Patent Publication Number: US-5159152-A

Title: Pyrotechnic device for producing material jets at very high speeds and multiple perforation installation

Description:
DESCRIPTION 
     1. FIELD OF THE INVENTION 
     The invention relates to the cutting up or disintegration of various solid structures, such as metals and rocks, said structures being fixed or mobile. The main applications are the study of phenomena in connection with the formation of craters in different materials, intense current ultrafast switches, oil well installations, geothermics and the exploitation of sources. In all these fields, it is necessary to have tools able to perforate any random material in a precise manner or project the material at speeds of several kilometers per second. 
     2. PRIOR ART 
     Various hollow charge devices are known which are able to project a jet of material in the plastic state at speeds of about 10 km/s. These hollow charge devices are used in the following fields: 
     the perforation and fragmentation of rocks; 
     the perforation and dismantling of various structures; 
     the piercing of armor-plating in armor-plated military vehicles; 
     the ultrafast switching of intense currents. 
     With reference to FIG. 1, a hollow charge device essentially comprises a confinement envelope 2 within which is placed an explosive charge 4. A detonator 6 completed by a relay 8 is provided for initiating the explosion of the charge 4. The projected material is initially constituted by a conical metal coating 10 placed against a corresponding conical recess of the explosive charge 4. The base 12 of the cone of the metal coating 10 is positioned facing a large orifice in the confinement envelope 2. The explosion of the charge 4 by means of the detonator 6 and the relay 8 takes place by the propagation of a detonation shock wave across the entire explosive charge 4 until it reaches the metal coating 10. The top 14 of the cone of the metal coating 10 is consequently reached prior to the base 12. There is then a concentration of metal in the plastic state on the longitudinal axis 15 of the hollow charge, starting at the apex or tip 14 and then progressing towards the base of the coating. The thus formed material jet is ejected at speeds of several km/sec. 
     The perforating capacity of such a hollow charge device in part increases with the density of the projected metal coating 10. This only applies in connection with metals having specific weights below 10 g/cm 3 . For example, in the case of tantalum this does not apply beyond this figure, in view of the very high melting point of this metal. Thus, there is then a jet fragmentation phenomenon, which is prejudicial to its drawing out. 
     It should also be noted that the top speed of the projected metal jet increases in inverse proportion to the angle of inclination A of the metal coating cone 10. However, it is not possible to excessively reduce this inclination angle A of the cone, because then the jet bursts. Thus, it has been found in the case of copper, that the maximum projection speed for a coherent jet, i.e. a filiform jet, does not exceed 10 km/s. 
     Within the framework of the study of the behavior of certain materials with respect to the formation of craters as a result of impact, pyrotechnic devices are used for projecting materials at a speed higher than 10 km/s.
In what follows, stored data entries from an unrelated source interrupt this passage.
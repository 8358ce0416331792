mod basic;
mod client;
pub mod auth;

pub use basic::BasicClient;
pub use client::HttpClient;

use anyhow::{Context, Result};
use reqwest::{Request, Response, StatusCode};
use serde::de::DeserializeOwned;
use tracing::debug;

/// A backend answered with a non-success status.
#[derive(Debug, thiserror::Error)]
#[error("{method} {path} returned status {status}: {body}")]
pub struct StatusError {
    pub method: reqwest::Method,
    pub path: String,
    pub status: StatusCode,
    pub body: String,
}

/// Sends `req`, turning transport failures and non-2xx answers into errors.
pub async fn send<C: HttpClient + ?Sized>(client: &C, req: Request) -> Result<Response> {
    let method = req.method().clone();
    let path = req.url().path().to_string();

    let resp = client
        .execute(req)
        .await
        .with_context(|| format!("failed to send {method} {path}"))?;

    let status = resp.status();
    debug!(%method, %path, %status, "Backend responded");

    if !status.is_success() {
        let body = resp.text().await.unwrap_or_default();
        return Err(StatusError {
            method,
            path,
            status,
            body,
        }
        .into());
    }

    Ok(resp)
}

/// Like [`send`], then decodes the JSON body into `T`.
pub async fn send_json<C, T>(client: &C, req: Request) -> Result<T>
where
    C: HttpClient + ?Sized,
    T: DeserializeOwned,
{
    let path = req.url().path().to_string();
    let resp = send(client, req).await?;
    resp.json()
        .await
        .with_context(|| format!("failed to decode response from {path}"))
}
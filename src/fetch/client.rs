use async_trait::async_trait;
use reqwest::{Request, Response};

/// Executes a prepared request. Wrappers such as [`super::auth::ApiKey`]
/// decorate an inner client to add credentials.
#[async_trait]
pub trait HttpClient: Send + Sync {
    async fn execute(&self, req: Request) -> reqwest::Result<Response>;
}
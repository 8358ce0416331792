//! CSV parser for roster, objective and grade uploads.
//!
//! Every upload shares one shape: a header row, a `student_number` and
//! `student_name` column, an optional `student_email` column, and for each
//! tracked objective a pair of columns named `<id>_top` and `<id>_second`. Rows are turned into typed
//! [`UploadRow`]s here so the ingestion code never looks at raw cells.

use csv::{ReaderBuilder, StringRecord, Trim};
use thiserror::Error;

use crate::models::Outcome;

pub const STUDENT_NUMBER_COLUMN: &str = "student_number";
pub const STUDENT_NAME_COLUMN: &str = "student_name";
/// Sign-in email of the student. Links a student-role account to the class.
pub const STUDENT_EMAIL_COLUMN: &str = "student_email";

const TOP_SUFFIX: &str = "_top";
const SECOND_SUFFIX: &str = "_second";

/// How to treat header columns that fit none of the known patterns.
#[derive(Debug, Clone, Copy, Default, PartialEq, Eq)]
pub enum ParseMode {
    /// Unknown, blank or malformed columns are ignored.
    #[default]
    Lenient,
    /// Any column that is not a student column or a well-formed objective
    /// column rejects the whole upload.
    Strict,
}

#[derive(Debug, Error)]
pub enum UploadError {
    #[error("No file uploaded. Please choose a CSV file to upload.")]
    Empty,

    #[error("upload is missing the required '{0}' column")]
    MissingColumn(&'static str),

    #[error("unrecognised column '{0}' in upload header")]
    UnexpectedColumn(String),

    #[error("upload is not valid CSV: {0}")]
    Csv(#[from] csv::Error),
}

/// Which attempt an objective column holds.
#[derive(Debug, Clone, Copy, PartialEq, Eq)]
enum Slot {
    Top,
    Second,
}

/// Splits `LO1_top` into `("LO1", Top)`. Returns `None` when the suffix is
/// missing or the id in front of it is empty.
fn objective_column(name: &str) -> Option<(&str, Slot)> {
    let (id, slot) = if let Some(id) = name.strip_suffix(TOP_SUFFIX) {
        (id, Slot::Top)
    } else if let Some(id) = name.strip_suffix(SECOND_SUFFIX) {
        (id, Slot::Second)
    } else {
        return None;
    };

    if id.trim().is_empty() {
        None
    } else {
        Some((id, slot))
    }
}

/// Column positions of one objective's attempt pair.
#[derive(Debug, Clone, PartialEq, Eq)]
pub struct ObjectiveColumns {
    pub id: String,
    top: Option<usize>,
    second: Option<usize>,
}

impl ObjectiveColumns {
    pub fn has_top(&self) -> bool {
        self.top.is_some()
    }
}

/// The interpreted header row of an upload.
#[derive(Debug, Clone, Default, PartialEq, Eq)]
pub struct UploadHeader {
    student_number: Option<usize>,
    student_name: Option<usize>,
    student_email: Option<usize>,
    /// Objectives in the order their first column appears.
    pub objectives: Vec<ObjectiveColumns>,
}

impl UploadHeader {
    pub fn from_record(headers: &StringRecord, mode: ParseMode) -> Result<Self, UploadError> {
        let mut header = UploadHeader::default();

        for (idx, raw) in headers.iter().enumerate() {
            // Spreadsheet exports often lead with a byte-order mark.
            let name = raw.trim_start_matches('\u{feff}').trim();

            if name == STUDENT_NUMBER_COLUMN {
                header.student_number = Some(idx);
                continue;
            }
            if name == STUDENT_NAME_COLUMN {
                header.student_name = Some(idx);
                continue;
            }
            if name == STUDENT_EMAIL_COLUMN {
                header.student_email = Some(idx);
                continue;
            }

            let Some((id, slot)) = objective_column(name) else {
                if mode == ParseMode::Strict {
                    return Err(UploadError::UnexpectedColumn(name.to_string()));
                }
                continue;
            };

            let pos = match header.objectives.iter().position(|o| o.id == id) {
                Some(pos) => pos,
                None => {
                    header.objectives.push(ObjectiveColumns {
                        id: id.to_string(),
                        top: None,
                        second: None,
                    });
                    header.objectives.len() - 1
                }
            };
            let columns = &mut header.objectives[pos];
            match slot {
                Slot::Top => columns.top = Some(idx),
                Slot::Second => columns.second = Some(idx),
            }
        }

        Ok(header)
    }

    /// Fails unless the named student column is present.
    pub fn require(&self, column: &'static str) -> Result<(), UploadError> {
        let present = match column {
            STUDENT_NUMBER_COLUMN => self.student_number.is_some(),
            STUDENT_NAME_COLUMN => self.student_name.is_some(),
            STUDENT_EMAIL_COLUMN => self.student_email.is_some(),
            _ => false,
        };
        if present {
            Ok(())
        } else {
            Err(UploadError::MissingColumn(column))
        }
    }

    /// Objective ids that carry a `<id>_top` column, de-duplicated.
    pub fn defined_objectives(&self) -> impl Iterator<Item = &str> {
        self.objectives
            .iter()
            .filter(|o| o.has_top())
            .map(|o| o.id.as_str())
    }
}

/// One objective's outcome pair as read from a row.
#[derive(Debug, Clone, PartialEq, Eq)]
pub struct ObjectiveOutcome {
    pub objective_id: String,
    pub top: Outcome,
    pub second: Outcome,
}

/// A typed data row of an upload.
#[derive(Debug, Clone, PartialEq, Eq)]
pub struct UploadRow {
    /// 1-based line number in the source file, for log messages.
    pub line: u64,
    pub student_number: String,
    pub student_name: String,
    /// Lowercased; `None` when the column is absent or the cell blank.
    pub student_email: Option<String>,
    pub outcomes: Vec<ObjectiveOutcome>,
}

/// A fully parsed upload.
#[derive(Debug, Clone, PartialEq, Eq)]
pub struct Upload {
    pub header: UploadHeader,
    pub rows: Vec<UploadRow>,
    /// Rows dropped because their student number was blank.
    pub skipped_rows: usize,
}

fn reader(bytes: &[u8]) -> Result<csv::Reader<&[u8]>, UploadError> {
    if bytes.iter().all(u8::is_ascii_whitespace) {
        return Err(UploadError::Empty);
    }
    Ok(ReaderBuilder::new()
        .flexible(true)
        .trim(Trim::All)
        .from_reader(bytes))
}

/// Reads only the header row. Used where the data rows do not matter, such
/// as objective definition uploads.
pub fn parse_header(bytes: &[u8], mode: ParseMode) -> Result<UploadHeader, UploadError> {
    let mut rdr = reader(bytes)?;
    UploadHeader::from_record(rdr.headers()?, mode)
}

/// Parses a whole upload into typed rows.
///
/// # Errors
///
/// Returns [`UploadError::Empty`] for blank input,
/// [`UploadError::MissingColumn`] if `student_number` is absent, and
/// [`UploadError::UnexpectedColumn`] for stray columns in strict mode.
pub fn parse_upload(bytes: &[u8], mode: ParseMode) -> Result<Upload, UploadError> {
    let mut rdr = reader(bytes)?;
    let header = UploadHeader::from_record(rdr.headers()?, mode)?;
    header.require(STUDENT_NUMBER_COLUMN)?;

    let cell = |record: &StringRecord, idx: Option<usize>| -> String {
        idx.and_then(|i| record.get(i)).unwrap_or("").to_string()
    };
    let outcome = |record: &StringRecord, idx: Option<usize>| -> Outcome {
        idx.and_then(|i| record.get(i))
            .map(Outcome::from_cell)
            .unwrap_or_default()
    };

    let mut rows = Vec::new();
    let mut skipped_rows = 0;

    for result in rdr.records() {
        let record = result?;
        let student_number = cell(&record, header.student_number);
        if student_number.is_empty() {
            skipped_rows += 1;
            continue;
        }

        let outcomes = header
            .objectives
            .iter()
            .map(|columns| ObjectiveOutcome {
                objective_id: columns.id.clone(),
                top: outcome(&record, columns.top),
                second: outcome(&record, columns.second),
            })
            .collect();

        rows.push(UploadRow {
            line: record.position().map_or(0, |p| p.line()),
            student_number,
            student_name: cell(&record, header.student_name),
            student_email: Some(cell(&record, header.student_email).to_lowercase())
                .filter(|email| !email.is_empty()),
            outcomes,
        });
    }

    Ok(Upload {
        header,
        rows,
        skipped_rows,
    })
}

#[cfg(test)]
mod tests {
    use super::*;

    const SAMPLE: &str = "student_number,student_name,LO1_top,LO1_second,LO2_top,LO2_second\n\
                          1,Alice,M,M,X,M\n\
                          2,Bob,,X,M,\n";

    #[test]
    fn test_parse_empty_bytes_is_rejected() {
        assert!(matches!(parse_upload(b"", ParseMode::Lenient), Err(UploadError::Empty)));
        assert!(matches!(parse_upload(b" \n\n", ParseMode::Lenient), Err(UploadError::Empty)));
        assert!(matches!(parse_header(b"", ParseMode::Lenient), Err(UploadError::Empty)));
    }

    #[test]
    fn test_parse_sample_rows() {
        let upload = parse_upload(SAMPLE.as_bytes(), ParseMode::Lenient).unwrap();
        assert_eq!(upload.rows.len(), 2);
        assert_eq!(upload.skipped_rows, 0);

        let alice = &upload.rows[0];
        assert_eq!(alice.student_number, "1");
        assert_eq!(alice.student_name, "Alice");
        assert_eq!(alice.line, 2);
        assert_eq!(
            alice.outcomes,
            vec![
                ObjectiveOutcome {
                    objective_id: "LO1".into(),
                    top: Outcome::Mastered,
                    second: Outcome::Mastered,
                },
                ObjectiveOutcome {
                    objective_id: "LO2".into(),
                    top: Outcome::NotMastered,
                    second: Outcome::Mastered,
                },
            ]
        );

        let bob = &upload.rows[1];
        assert_eq!(bob.outcomes[0].top, Outcome::Unset);
        assert_eq!(bob.outcomes[0].second, Outcome::NotMastered);
        assert_eq!(bob.outcomes[1].second, Outcome::Unset);
    }

    #[test]
    fn test_objective_with_only_second_column() {
        let csv = "student_number,student_name,LO9_second\n7,Cy,M\n";
        let upload = parse_upload(csv.as_bytes(), ParseMode::Lenient).unwrap();
        let outcome = &upload.rows[0].outcomes[0];
        assert_eq!(outcome.objective_id, "LO9");
        assert_eq!(outcome.top, Outcome::Unset);
        assert_eq!(outcome.second, Outcome::Mastered);
        assert_eq!(upload.header.defined_objectives().count(), 0);
    }

    #[test]
    fn test_missing_student_number_column() {
        let csv = "student_name,LO1_top\nAlice,M\n";
        let err = parse_upload(csv.as_bytes(), ParseMode::Lenient).unwrap_err();
        assert!(matches!(err, UploadError::MissingColumn(STUDENT_NUMBER_COLUMN)));
    }

    #[test]
    fn test_blank_student_number_rows_are_skipped() {
        let csv = "student_number,student_name,LO1_top\n,Ghost,M\n3,Real,M\n";
        let upload = parse_upload(csv.as_bytes(), ParseMode::Lenient).unwrap();
        assert_eq!(upload.rows.len(), 1);
        assert_eq!(upload.skipped_rows, 1);
        assert_eq!(upload.rows[0].student_name, "Real");
    }

    #[test]
    fn test_short_rows_read_as_unset() {
        let csv = "student_number,student_name,LO1_top,LO1_second\n4,Dee\n";
        let upload = parse_upload(csv.as_bytes(), ParseMode::Lenient).unwrap();
        assert_eq!(upload.rows[0].outcomes[0].top, Outcome::Unset);
        assert_eq!(upload.rows[0].outcomes[0].second, Outcome::Unset);
    }

    #[test]
    fn test_lenient_ignores_odd_columns() {
        let csv = "\u{feff}student_number,student_name,,_top,notes,LO1_top\n1,A,x,M,hi,M\n";
        let upload = parse_upload(csv.as_bytes(), ParseMode::Lenient).unwrap();
        let ids: Vec<_> = upload.header.objectives.iter().map(|o| o.id.as_str()).collect();
        assert_eq!(ids, vec!["LO1"]);
        assert_eq!(upload.rows[0].student_number, "1");
    }

    #[test]
    fn test_strict_rejects_odd_columns() {
        let csv = "student_number,student_name,notes,LO1_top\n1,A,hi,M\n";
        let err = parse_upload(csv.as_bytes(), ParseMode::Strict).unwrap_err();
        assert!(matches!(err, UploadError::UnexpectedColumn(ref c) if c == "notes"));

        let csv = "student_number,student_name,_second\n1,A,M\n";
        let err = parse_upload(csv.as_bytes(), ParseMode::Strict).unwrap_err();
        assert!(matches!(err, UploadError::UnexpectedColumn(ref c) if c == "_second"));

        assert!(parse_upload(SAMPLE.as_bytes(), ParseMode::Strict).is_ok());
    }

    #[test]
    fn test_student_email_column() {
        let csv = "student_number,student_name,student_email,LO1_top
                   1,Ana,Ana.Smith@School.test,M
                   2,Bo,,M
";
        let upload = parse_upload(csv.as_bytes(), ParseMode::Strict).unwrap();
        assert_eq!(upload.rows[0].student_email.as_deref(), Some("ana.smith@school.test"));
        assert_eq!(upload.rows[1].student_email, None);
        assert_eq!(upload.header.objectives.len(), 1);

        let upload = parse_upload(SAMPLE.as_bytes(), ParseMode::Lenient).unwrap();
        assert!(upload.rows.iter().all(|row| row.student_email.is_none()));
    }

    #[test]
    fn test_defined_objectives_deduplicated_in_order() {
        let csv = "LO2_top,LO1_top,LO2_second,LO2_top\n";
        let header = parse_header(csv.as_bytes(), ParseMode::Lenient).unwrap();
        let ids: Vec<_> = header.defined_objectives().collect();
        assert_eq!(ids, vec!["LO2", "LO1"]);
    }
}
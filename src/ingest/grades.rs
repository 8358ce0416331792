use std::collections::HashMap;
use tracing::{debug, info};

use super::{IngestError, IngestReport, find_or_create_student};
use crate::parser::{ParseMode, parse_upload};
use crate::services::GradebookStore;

/// Records every outcome pair of a grade upload against the class.
///
/// Students are matched by number and created on first sight. Outcomes for
/// objectives the class does not define are skipped and counted in
/// [`IngestReport::grades_skipped`]. Existing grades are updated in place,
/// so re-running the same upload changes nothing.
#[tracing::instrument(skip(store, bytes), fields(bytes = bytes.len()))]
pub async fn ingest_grades<S>(
    store: &S,
    class_id: i64,
    bytes: &[u8],
    mode: ParseMode,
) -> Result<IngestReport, IngestError>
where
    S: GradebookStore + ?Sized,
{
    let upload = parse_upload(bytes, mode)?;
    let mut report = IngestReport {
        skipped_rows: upload.skipped_rows,
        ..IngestReport::default()
    };

    // Objectives are never created here, so one lookup per id is enough.
    let mut objectives: HashMap<String, Option<i64>> = HashMap::new();

    for row in &upload.rows {
        report.rows += 1;
        let (student_id, created) = find_or_create_student(store, class_id, row).await?;
        if created {
            report.students_created += 1;
        }

        for outcome in &row.outcomes {
            let objective_id = match objectives.get(&outcome.objective_id) {
                Some(known) => *known,
                None => {
                    let found = store
                        .find_objective(class_id, &outcome.objective_id)
                        .await?
                        .map(|o| o.id);
                    objectives.insert(outcome.objective_id.clone(), found);
                    found
                }
            };

            let Some(objective_id) = objective_id else {
                debug!(
                    line = row.line,
                    objective = %outcome.objective_id,
                    "Objective not defined for class, skipping grade"
                );
                report.grades_skipped += 1;
                continue;
            };

            match store.find_grade(student_id, objective_id).await? {
                Some(grade) => {
                    store
                        .update_grade(grade.id, outcome.top, outcome.second)
                        .await?;
                    report.grades_updated += 1;
                }
                None => {
                    store
                        .insert_grade(student_id, objective_id, outcome.top, outcome.second)
                        .await?;
                    report.grades_inserted += 1;
                }
            }
        }
    }

    info!(
        rows = report.rows,
        students_created = report.students_created,
        grades_inserted = report.grades_inserted,
        grades_updated = report.grades_updated,
        grades_skipped = report.grades_skipped,
        "Grade upload ingested"
    );
    Ok(report)
}
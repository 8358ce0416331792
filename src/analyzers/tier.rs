use serde::Serialize;

use crate::models::Outcome;

/// Counts how many of the two attempt slots were mastered.
///
/// | top | second | slots |
/// |-----|--------|-------|
/// | M   | M      | 2     |
/// | M   | other  | 1     |
/// | other | M    | 1     |
/// | other | other | 0    |
///
/// "other" covers both a recorded miss and an unset slot.
pub fn mastered_slots(top: Outcome, second: Outcome) -> u8 {
    u8::from(top.is_mastered()) + u8::from(second.is_mastered())
}

/// Reporting bucket for a student/objective pair.
#[derive(Debug, Clone, Copy, PartialEq, Eq, Hash, Serialize)]
#[serde(rename_all = "snake_case")]
pub enum MasteryTier {
    /// Neither attempt mastered.
    NotMastered,
    /// Exactly one attempt mastered.
    Partial,
    /// Both attempts mastered.
    Mastered,
}

impl MasteryTier {
    pub fn classify(top: Outcome, second: Outcome) -> Self {
        match mastered_slots(top, second) {
            2 => MasteryTier::Mastered,
            1 => MasteryTier::Partial,
            _ => MasteryTier::NotMastered,
        }
    }

    pub fn slots(self) -> u8 {
        match self {
            MasteryTier::Mastered => 2,
            MasteryTier::Partial => 1,
            MasteryTier::NotMastered => 0,
        }
    }
}

#[cfg(test)]
mod tests {
    use super::*;
    use Outcome::*;

    #[test]
    fn test_mastered_slots_table() {
        assert_eq!(mastered_slots(Mastered, Mastered), 2);
        assert_eq!(mastered_slots(Mastered, NotMastered), 1);
        assert_eq!(mastered_slots(Mastered, Unset), 1);
        assert_eq!(mastered_slots(NotMastered, Mastered), 1);
        assert_eq!(mastered_slots(Unset, Mastered), 1);
        assert_eq!(mastered_slots(NotMastered, NotMastered), 0);
        assert_eq!(mastered_slots(Unset, NotMastered), 0);
        assert_eq!(mastered_slots(Unset, Unset), 0);
    }

    #[test]
    fn test_classify_matches_slot_count() {
        let all = [Mastered, NotMastered, Unset];
        for top in all {
            for second in all {
                let tier = MasteryTier::classify(top, second);
                assert_eq!(tier.slots(), mastered_slots(top, second));
            }
        }
    }
}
Reference can be made to the article by A. B. WENZEL: &#34;A Review of Explosive Accelerators for Hypervelocity Impact&#34; HYPERVELOCITY IMPACT-Proceeding of the 1986 symposium--San Antonio, Tex., 21-24 October 1986. These devices derived from conventional hollow charges are limited with regards to the projection speed to 15 km/s for aluminium and 12 km/s for nickel or steel. 
     The aim of the invention is to provide similar devices able to project materials at more than 20 km/s in the form of one or more coherent jets and be usable in various applications. 
     SUMMARY OF THE INVENTION 
     A first objective of the invention is to provide a pyrotechnic device for producing jets of material at very high speeds of the type comprising at least one assembly constituted by a projectile obtained from a part having a constant thickness and an explosive charge for causing a shock wave in the projectile and eject it in the form of a jet of material, via a wave exit surface positioned so as to correspond with a wave entrance into the projectile and a detonating device for initiating the explosion charge by one or more primary points. 
     According to the invention, the projectile comprises at least one cavity in its outer surface, opposite to the shock wave entrance surface into the projectile so as to constitute a relative projectile thickness reduction, so that the latter is ejected at a very high velocity at each cavity, in the form of a material jet. 
     The different cavity shapes make it possible to obtain different types of jets able to exceed a speed of 20 km/s. The cavities, where they have a flat bottom, can be cylindrical truncated cone shaped or prismatic, but issue on to the outer surface of the projectile. They are advantageously completed in this case by a rounded portion at the bottom of the cavity. When they are cylindrical, the cavities can pass through the entire thickness of the projectile, in order to issue on to the entrance face of the wave into the projectile. The cavities can also be concave or convex hemispherical. 
     According to a special feature of the invention, use is made of an intermediate projectile in which the exit surface of the wave from the explosive charge is faced by an intermediate wave entrance surface and the projectile wave entrance surface is faced by an intermediate surface. This intermediate projectile serves as a relay. 
     When priming takes place by a single priming point, it is possible to provide spherical exit surfaces for the wave from the explosive charge, the center of the sphere being the priming point. 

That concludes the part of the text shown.